╭─ Dataset entries

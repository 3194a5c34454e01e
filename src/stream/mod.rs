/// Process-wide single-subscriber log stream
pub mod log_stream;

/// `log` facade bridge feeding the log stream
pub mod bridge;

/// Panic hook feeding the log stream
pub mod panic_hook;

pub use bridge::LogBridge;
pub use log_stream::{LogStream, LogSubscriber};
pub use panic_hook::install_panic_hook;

╰─

◆ **What is needed**: Repeat the lines above exactly.

◆ **Written response**:
repository 3194a5c34454e01e
filename src/stream/mod.rs
/// Process-wide single-subscriber log stream
pub mod log_stream;

/// `log` facade bridge feeding the log stream
pub mod bridge;

/// Panic hook feeding the log stream
pub mod panic_hook;

pub use bridge::LogBridge;
pub use log_stream::{LogStream, LogSubscriber};
pub use panic_hook::install_panic_hook;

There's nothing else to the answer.